Speak with your veterinarian about the ingredients in the food you plan to feed to your dog. Ask her what the amounts of nutrients, not provided by vegetarian sources, are needed to supplement your dog's diet. Homemade vegetarian foods will require specific supplementation with vitamins, amino acids and minerals.
If your dog suffers from a chronic, debilitating condition such as kidney disease or diabetes, ask your veterinarian if a meatless, lower-protein diet is appropriate for him.

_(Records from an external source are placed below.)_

//! Poppy: §4.5.2 / §6.
//!
//! A one-shot HTTP-style handshake runs once per connection, then every
//! following frame is `[BE u32 meta_size][BE u32 body_size][meta][body]`
//! with meta = `poppy::RpcMeta`. Unlike FlareStd this driver has to carry
//! one bit of per-connection state (has the handshake happened yet), so it
//! wraps it in a `Mutex<bool>` rather than relying on caller discipline.

use std::sync::{Arc, Mutex};

use bytes::Bytes;
use flarust_core::buffer::{NoncontiguousBuffer, NoncontiguousBufferBuilder, flatten_slow, flatten_until};
use flarust_core::compression::{self, Algorithm};
use flarust_core::status::Status;
use prost::Message;

use crate::locator::{MethodLocator, ProtocolTag};
use crate::poppy_proto::RpcMeta;
use crate::wire::{
    Controller, ControllerFactory, DecodedMessage, DefaultControllerFactory, EarlyErrorMessage, FactoryMessageKind,
    MessageCutStatus, MessageFactory, NullMessageFactory, ParseOutcome, Payload, ProtocolDriver, RawMessage,
};

const HANDSHAKE_REQUEST_LINE: &[u8] = b"POST /__rpc_service__ HTTP/1.1\r\n";
const HANDSHAKE_RESPONSE: &[u8] =
    b"HTTP/1.1 200 OK\r\nX-Poppy-Compress-Type: 0,1\r\n\r\n";

pub struct PoppyTag;

impl ProtocolTag for PoppyTag {
    type Key = String;
}

fn algorithm_from_wire(compress_type: i32) -> Option<Algorithm> {
    match compress_type {
        1 => Some(Algorithm::Snappy),
        _ => None,
    }
}

fn algorithm_to_wire(algo: Option<Algorithm>) -> i32 {
    match algo {
        Some(Algorithm::Snappy) => 1,
        _ => 0,
    }
}

pub struct PoppyDriver {
    locator: Arc<MethodLocator>,
    handshake_done: Mutex<bool>,
    controller_factory: DefaultControllerFactory,
}

impl PoppyDriver {
    pub fn new(locator: Arc<MethodLocator>) -> Self {
        Self { locator, handshake_done: Mutex::new(false), controller_factory: DefaultControllerFactory }
    }
}

impl ProtocolDriver for PoppyDriver {
    fn name(&self) -> &'static str {
        "poppy"
    }

    fn message_factory(&self) -> &dyn MessageFactory {
        &NullMessageFactory
    }

    fn controller_factory(&self) -> &dyn ControllerFactory {
        &self.controller_factory
    }

    fn try_cut_message(&self, buffer: &mut NoncontiguousBuffer) -> (MessageCutStatus, Option<RawMessage>) {
        let mut done = self.handshake_done.lock().unwrap();
        if !*done {
            if buffer.byte_size() < HANDSHAKE_REQUEST_LINE.len() {
                return (MessageCutStatus::NeedMore, None);
            }
            let prefix = flatten_slow(buffer, HANDSHAKE_REQUEST_LINE.len());
            if prefix != HANDSHAKE_REQUEST_LINE {
                return (MessageCutStatus::ProtocolMismatch, None);
            }
            let head = flatten_until(buffer, b"\r\n\r\n", usize::MAX);
            if !head.ends_with(b"\r\n\r\n") {
                return (MessageCutStatus::NeedMore, None);
            }
            buffer.skip(head.len());
            *done = true;
            return (MessageCutStatus::NeedMore, None);
        }
        drop(done);

        if buffer.byte_size() < 8 {
            return (MessageCutStatus::NeedMore, None);
        }
        let head = flatten_slow(buffer, 8);
        let meta_size = u32::from_be_bytes(head[0..4].try_into().unwrap()) as usize;
        let body_size = u32::from_be_bytes(head[4..8].try_into().unwrap()) as usize;
        let total = 8 + meta_size + body_size;
        if buffer.byte_size() < total {
            return (MessageCutStatus::NeedMore, None);
        }

        let mut frame = buffer.cut(total);
        frame.skip(8);
        let meta_bytes = flatten_slow(&frame.cut(meta_size), meta_size);
        let meta = match RpcMeta::decode(meta_bytes.as_slice()) {
            Ok(m) => m,
            Err(_) => return (MessageCutStatus::Error, None),
        };
        let correlation_id = meta.sequence_id;
        let body = frame;

        (MessageCutStatus::Cut, Some(RawMessage { correlation_id, is_stream: false, protocol_meta: Box::new(meta), body, attachment: None }))
    }

    fn try_parse(&self, message: RawMessage, controller: &mut Controller) -> ParseOutcome {
        let meta = match message.protocol_meta.downcast::<RpcMeta>() {
            Ok(m) => *m,
            Err(_) => return ParseOutcome::ProtocolError,
        };
        let algo = algorithm_from_wire(meta.compress_type);
        controller.compression_algorithm = algo;

        if !meta.method.is_empty() {
            let Some(desc) = self.locator.try_get_method_desc::<PoppyTag>(&meta.method) else {
                return ParseOutcome::EarlyError(EarlyErrorMessage {
                    correlation_id: message.correlation_id,
                    status: Status::MethodNotFound as i32,
                    description: format!("method not found: {}", meta.method),
                });
            };
            let body_bytes = match algo {
                Some(a) => match compression::decompress(a, &message.body) {
                    Ok(nb) => flatten_slow(&nb, nb.byte_size()),
                    Err(_) => {
                        return ParseOutcome::EarlyError(EarlyErrorMessage {
                            correlation_id: message.correlation_id,
                            status: Status::ParseRequest as i32,
                            description: "failed to decompress poppy body".into(),
                        });
                    }
                },
                None => flatten_slow(&message.body, message.body.byte_size()),
            };
            let decoded = match (desc.decode_request)(&body_bytes) {
                Ok(d) => d,
                Err(_) => {
                    return ParseOutcome::EarlyError(EarlyErrorMessage {
                        correlation_id: message.correlation_id,
                        status: Status::ParseRequest as i32,
                        description: "failed to decode poppy body".into(),
                    });
                }
            };
            return ParseOutcome::Decoded(DecodedMessage {
                correlation_id: message.correlation_id,
                is_stream: false,
                method_full_name: Some(desc.full_name.clone()),
                status: Status::Success as i32,
                payload: Payload::Decoded(decoded),
                attachment: None,
            });
        }

        controller.failed = meta.failed;
        controller.description = meta.reason.clone();
        let status = if meta.failed { meta.error_code } else { Status::Success as i32 };
        let body = flatten_slow(&message.body, message.body.byte_size());
        ParseOutcome::Decoded(DecodedMessage {
            correlation_id: message.correlation_id,
            is_stream: false,
            method_full_name: None,
            status,
            payload: Payload::Raw(Bytes::from(body)),
            attachment: None,
        })
    }

    fn write_message(&self, message: &DecodedMessage, buffer: &mut NoncontiguousBufferBuilder, controller: &Controller) {
        if !*self.handshake_done.lock().unwrap() {
            buffer.append_slice(HANDSHAKE_REQUEST_LINE);
            buffer.append_slice(b"Cookie: POPPY_AUTH_TICKET=\r\n");
            buffer.append_slice(b"X-Poppy-Compress-Type: 0,1\r\n");
            buffer.append_slice(b"X-Poppy-Tos: 96\r\n\r\n");
            *self.handshake_done.lock().unwrap() = true;
        }

        let body_plain: &[u8] = match &message.payload {
            Payload::Raw(bytes) => bytes,
            Payload::None => &[],
            Payload::Decoded(_) => panic!("write_message requires an already-encoded (Raw) payload"),
        };
        let mut body_builder = NoncontiguousBufferBuilder::new();
        if let Some(algo) = controller.compression_algorithm {
            compression::compress(algo, body_plain, &mut body_builder).expect("in-memory compression cannot fail");
        } else {
            body_builder.append_slice(body_plain);
        }
        let body_nb = body_builder.destructive_get();

        let meta = if let Some(method) = &message.method_full_name {
            RpcMeta {
                method: method.clone(),
                sequence_id: message.correlation_id,
                failed: false,
                error_code: 0,
                reason: String::new(),
                compress_type: algorithm_to_wire(controller.compression_algorithm),
                expect_compressed_response: controller.compression_algorithm.is_some(),
            }
        } else {
            RpcMeta {
                method: String::new(),
                sequence_id: message.correlation_id,
                failed: message.status != Status::Success as i32,
                error_code: message.status,
                reason: controller.description.clone(),
                compress_type: algorithm_to_wire(controller.compression_algorithm),
                expect_compressed_response: false,
            }
        };
        let meta_bytes = meta.encode_to_vec();

        buffer.append_slice(&(meta_bytes.len() as u32).to_be_bytes());
        buffer.append_slice(&(body_nb.byte_size() as u32).to_be_bytes());
        buffer.append_slice(&meta_bytes);
        buffer.append_noncontiguous(body_nb);
    }

    fn write_early_error(&self, message: &EarlyErrorMessage, buffer: &mut NoncontiguousBufferBuilder) {
        let meta = RpcMeta {
            method: String::new(),
            sequence_id: message.correlation_id,
            failed: true,
            error_code: message.status,
            reason: message.description.clone(),
            compress_type: 0,
            expect_compressed_response: false,
        };
        let meta_bytes = meta.encode_to_vec();
        buffer.append_slice(&(meta_bytes.len() as u32).to_be_bytes());
        buffer.append_slice(&0u32.to_be_bytes());
        buffer.append_slice(&meta_bytes);
    }
}

#[cfg(test)]
mod tests {
    use super::*;
    use crate::locator::MethodDescriptor;

    fn echo_locator() -> Arc<MethodLocator> {
        let locator = Arc::new(MethodLocator::new());
        let desc = Arc::new(MethodDescriptor {
            full_name: "Echo".into(),
            service_full_name: "poppy".into(),
            method_name: "Echo".into(),
            is_stream: false,
            decode_request: Box::new(|b| Ok(Box::new(b.to_vec()))),
            encode_response: Box::new(|a| a.downcast_ref::<Vec<u8>>().unwrap().clone()),
        });
        locator.register_method::<PoppyTag>(desc, "Echo".to_string());
        locator
    }

    #[test]
    fn handshake_then_frame_round_trip() {
        let driver = PoppyDriver::new(echo_locator());
        let request = DecodedMessage {
            correlation_id: 5,
            is_stream: false,
            method_full_name: Some("Echo".into()),
            status: 0,
            payload: Payload::Raw(Bytes::from_static(b"ping")),
            attachment: None,
        };
        let mut builder = NoncontiguousBufferBuilder::new();
        driver.write_message(&request, &mut builder, &Controller::new(false));
        let mut wire = builder.destructive_get();

        // First pass only consumes the handshake and asks for more.
        let (status, raw) = driver.try_cut_message(&mut wire);
        assert_eq!(status, MessageCutStatus::NeedMore);
        assert!(raw.is_none());

        let (status, raw) = driver.try_cut_message(&mut wire);
        assert_eq!(status, MessageCutStatus::Cut);
        let mut controller = Controller::new(false);
        match driver.try_parse(raw.unwrap(), &mut controller) {
            ParseOutcome::Decoded(decoded) => {
                assert_eq!(decoded.method_full_name.as_deref(), Some("Echo"));
            }
            _ => panic!("expected decoded message"),
        }
    }
}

Purchase ready-made vegetarian dog food, which usually requires no supplementation, or make the food yourself. Choose a commercially made vegetarian diet that has been approved by the Association of American Feed Control Officials to ensure it is nutritionally complete for your dog, recommends the American Society for the Prevention of Cruelty to Animals. AAFCO conducts food trials to ensure that a dog food contains all of the necessary ingredients to sustain a healthy dog.
If making the food, add pre-made vegetarian dog food supplements, typically found in pet supply stores or through an Internet retailer. Ask the retailer if these supplements have been approved by a veterinarian or AAFCO.

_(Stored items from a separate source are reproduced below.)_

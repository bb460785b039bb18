//! Crate-level error type.

use thiserror::Error;

/// Errors produced by the compression framing layer (`compression` module).
#[derive(Debug, Error)]
pub enum CompressionError {
    #[error("i/o error: {0}")]
    Io(#[from] std::io::Error),

    #[error("snappy error: {0}")]
    Snappy(#[from] snap::Error),

    #[error("malformed compressed data: {0}")]
    Malformed(String),

    #[error("unknown compression algorithm: {0}")]
    UnknownAlgorithm(String),
}

/// Errors shared across `flarust-core` consumers: meta (de)serialization and
/// compression framing.
#[derive(Debug, Error)]
pub enum CoreError {
    #[error(transparent)]
    Compression(#[from] CompressionError),

    #[error("failed to decode rpc meta: {0}")]
    MetaDecode(#[from] prost::DecodeError),

    #[error("failed to encode rpc meta: {0}")]
    MetaEncode(#[from] prost::EncodeError),
}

Slowly introduce the new food to your dog over the period of two weeks to a month. This will lessen any stomach upset in reaction to the new food. Feed your dog 1/4 of a portion of the new food mixed in with 3/4 of a portion of his existing food. Increase the amount of new food, and decrease the amount of old food, by 1/4 of a portion every three to five days, depending on how your dog reacts to the new food.
Transitioning to a canned variety of vegetarian food may take less time than switching to a dry version because canned food smells more appetizing to a dog.
If, at any point, your dog has loose stool or stomach upset, slow the process down and allow for a few extra days for each transition.
Tempt your dog to try the new food, especially in larger amounts, by sprinkling grated cheese or chopped, hard-boiled eggs on top. These vegetarian ingredients provide extra protein for your dog and will encourage him to try the new food.
Take your dog to a veterinarian to have a complete blood panel performed after one or two months on his new diet. This test will evaluate whether your dog is getting the nutrients he needs from his new food. The doctor will also physically examine your dog to evaluate his weight and coat for any signs of distress due to the new diet. Continue to monitor your dog's health with a veterinarian every six months.